As the search for missing Malaysia Airlines Flight 370 now enters its third week, six Australian planes took off Saturday for a third day of scouring the desolate southern Indian Ocean for possible parts of the missing plane.
The search teams are focusing on an area of wild and remote sea 2,500 kilometers southwest of Perth after five planes on Friday criss-crossed 23,000-square kilometres without any sightings of wreckage.
Planes from China and Japan are also expected to join the multinational air and sea hunt in coming days.
There have been no sightings of interest since Australia announced on Thursday that a satellite spotted two large objects in the area, raising hopes of finding the Boeing 777 that disappeared March 8 with 239 people on board.

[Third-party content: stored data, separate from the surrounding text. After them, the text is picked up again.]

//! TOML layout descriptions for the `draw` command.
//!
//! A layout file names the fixture assembly (orientation, anchor, module
//! kind tags in caller-visible order) and the content to place on it:
//! per-module color fills and image spans.

use anyhow::{Context, Result};
use cube_matrix_core::{Color, Layout, ModuleKind};
use serde::Deserialize;
use std::path::{Path, PathBuf};

fn default_span() -> usize {
    usize::MAX
}

/// Top-level layout description.
#[derive(Debug, Deserialize)]
pub struct LayoutFile {
    /// "vertical" or "horizontal".
    pub orientation: String,
    /// "top", "bottom", "left", or "right".
    pub anchor: String,
    /// Module kind tags ("1x1", "5x5_clear", "5x5_blur") in
    /// caller-visible order.
    pub modules: Vec<String>,
    /// Color fills, applied in file order.
    #[serde(default)]
    pub fill: Vec<Fill>,
    /// Image placements, applied after the fills.
    #[serde(default)]
    pub image: Vec<Image>,
}

/// A color fill for one module.
#[derive(Debug, Deserialize)]
pub struct Fill {
    /// Caller-visible module index.
    pub index: usize,
    /// Single color applied to every pixel of the module.
    #[serde(default)]
    pub color: Option<String>,
    /// Full per-pixel color list, row-major. Ignored when `color` is set.
    #[serde(default)]
    pub colors: Vec<String>,
}

/// An image placement across a run of clear 5x5 modules.
#[derive(Debug, Deserialize)]
pub struct Image {
    pub path: PathBuf,
    /// First caller-visible module index to consider.
    #[serde(default)]
    pub start: usize,
    /// Most modules the image may span. Defaults to the whole chain.
    #[serde(default = "default_span")]
    pub max_span: usize,
}

impl LayoutFile {
    /// Reads and parses a layout description.
    pub fn load(path: &Path) -> Result<Self> {
        let text = std::fs::read_to_string(path)
            .with_context(|| format!("failed to read layout file {}", path.display()))?;
        toml::from_str(&text)
            .with_context(|| format!("failed to parse layout file {}", path.display()))
    }

    /// Builds and populates a layout through the core's public operations.
    pub fn build(&self) -> Result<Layout> {
        let orientation = self.orientation.parse()?;
        let anchor = self.anchor.parse()?;
        let mut layout = Layout::new(orientation, anchor)?;

        let kinds = self
            .modules
            .iter()
            .map(|tag| tag.parse::<ModuleKind>())
            .collect::<cube_matrix_core::Result<Vec<_>>>()?;
        layout.add_modules_list(&kinds, true);

        for fill in &self.fill {
            let colors: Vec<Color> = if let Some(color) = &fill.color {
                let color: Color = color.parse()?;
                let count = layout
                    .module(fill.index)
                    .map(|module| module.kind().pixel_count())
                    .with_context(|| format!("no module at index {}", fill.index))?;
                vec![color; count]
            } else {
                fill.colors
                    .iter()
                    .map(|c| c.parse())
                    .collect::<cube_matrix_core::Result<Vec<_>>>()?
            };
            layout
                .set_module_colors(fill.index, &colors)
                .with_context(|| format!("failed to fill module {}", fill.index))?;
        }

        for image in &self.image {
            layout
                .set_image(&image.path, image.start, image.max_span)
                .with_context(|| format!("failed to place image {}", image.path.display()))?;
        }

        Ok(layout)
    }
}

Australian Deputy Prime Minister Warren Truss cautioned that any possible debris may have sunk.
“Something that was floating on the sea that long ago may no longer be floating. It may have slipped to the bottom,” he said.
Poor weather initially hampered the search but forecasters said conditions appeared good for Saturday
“The area will have pretty much light surface winds, generally less than about 10 knots. We’re not expecting any significant weather,” Bureau of Meteorology forecaster Luke Huntington said. “Visibility should be greatly improved.”
In Kuala Lumpur, where the Flight 370 plane took off for Beijing, Malaysian Defense Minister Hishammuddin Hussein called the process “a long haul” as he thanked the more than two dozen countries involved in a search that stretches from Kazakhstan in Central Asia to the southern Indian Ocean.
Final communication from MH370
The Telegraph newspaper carried a report on Friday showing a transcript of the conversation between the pilots and traffic control before the plane disappeared. The paper said it may have been noteworthy because one of the pilots repeated his altitude about the same time a transponder was turned off.
Peter Marosszeky, an aviation expert at the University of New South Wales in Australia, cautioned against reading too much into the transcript as pilots occasionally repeat themselves.
“I’ve sat through many thousands of flights myself and it’s not something that would really strike me as unusual,” he told The Associated Press.
On Friday, the planes flew low under cloud cover rather than rely on radar, and the same procedure is expected to be followed Saturday, according to Agence France-Presse.
“We replanned the search to be visual, so aircraft flying relatively low, with very highly skilled observers looking out of the windows,” said AMSA official John Young.
“That means the aircraft are spaced more closely together and we will need more aircraft for a search of that type.”